"Widziałem przed sobą umierającego człowieka". Pablo Mari zabrał głos po ataku nożownika
Pablo Mari został wczoraj zaatakowany przez nożownika w centrum handlowym. Hiszpan opowiedział o swoim koszmarnym przeżyciu na łamach "La Gazzetta dello Sport".
W czwartek w galerii w Assago doszło do tragicznych wydarzeń. 46-letni mężczyzna miał ranić nożem sześć osób, w tym jedną ze skutkiem śmiertelnym.
Dziennikarze stacji "Sky Sports" Italia informowali, że napastnik wziął nóż z półki sklepowej, po czym zaczął nim ranić przypadkowe ofiary.
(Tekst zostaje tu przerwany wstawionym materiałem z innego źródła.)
use crate::market_data::types::ConnectionState;

/// Consecutive-failure bookkeeping for the health loop. Pure; the controller
/// does the probing and publishes what this returns.
#[derive(Debug, Clone)]
pub struct HealthMonitor {
    threshold: u32,
    failures: u32,
}

impl HealthMonitor {
    pub fn new(threshold: u32) -> Self {
        Self { threshold: threshold.max(1), failures: 0 }
    }

    pub fn record_success(&mut self) -> ConnectionState {
        self.failures = 0;
        ConnectionState::Connected
    }

    pub fn record_failure(&mut self) -> ConnectionState {
        self.failures = self.failures.saturating_add(1);
        if self.is_degraded() {
            ConnectionState::Degraded
        } else {
            ConnectionState::Disconnected
        }
    }

    /// Jump straight to the threshold, e.g. after every connect attempt failed.
    pub fn mark_degraded(&mut self) {
        self.failures = self.failures.max(self.threshold);
    }

    pub fn is_degraded(&self) -> bool {
        self.failures >= self.threshold
    }

    pub fn failures(&self) -> u32 {
        self.failures
    }
}

#[cfg(test)]
mod tests {
    use super::*;

    #[test]
    fn test_threshold_then_reset() {
        let mut m = HealthMonitor::new(3);
        assert_eq!(m.record_failure(), ConnectionState::Disconnected);
        assert_eq!(m.record_failure(), ConnectionState::Disconnected);
        assert_eq!(m.record_failure(), ConnectionState::Degraded);
        assert_eq!(m.record_failure(), ConnectionState::Degraded);
        assert_eq!(m.failures(), 4);

        assert_eq!(m.record_success(), ConnectionState::Connected);
        assert_eq!(m.failures(), 0);
        assert_eq!(m.record_failure(), ConnectionState::Disconnected);
    }

    #[test]
    fn test_mark_degraded_sticks_until_success() {
        let mut m = HealthMonitor::new(3);
        m.mark_degraded();
        assert!(m.is_degraded());
        assert_eq!(m.record_failure(), ConnectionState::Degraded);
        assert_eq!(m.record_success(), ConnectionState::Connected);
    }
}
Wśród nich znalazł się Pablo Mari, obrońca Arsenalu, który przebywa na wypożyczeniu w Monzy.
- Prowadziłem wózek z dzieckiem w środku, gdy nagle poczułem przeszywający ból w plecach. Już po chwili napastnik dźgnął innego mężczyznę w gardło. Widziałem przed sobą umierającego człowieka, sam miałem szczęście - powiedział Mari.
29-letni piłkarz aktualnie przebywa w szpitalu. Jego stan zdrowia jest stabilny.
- Pablo ma dość głęboką ranę na plecach, ale na szczęście nie ucierpiały najważniejsze organy np. płuca. Jego życie nie jest zagrożone. Miał nawet siłę, żeby zażartować, że w poniedziałek widzimy się na boisku - stwierdził Adriano Galliani, prezes Monzy.
Pablo Mari trafił do włoskiego klubu w sierpniu. Dotychczas stoper rozegrał w Serie A osiem spotkań, strzelając jednego gola.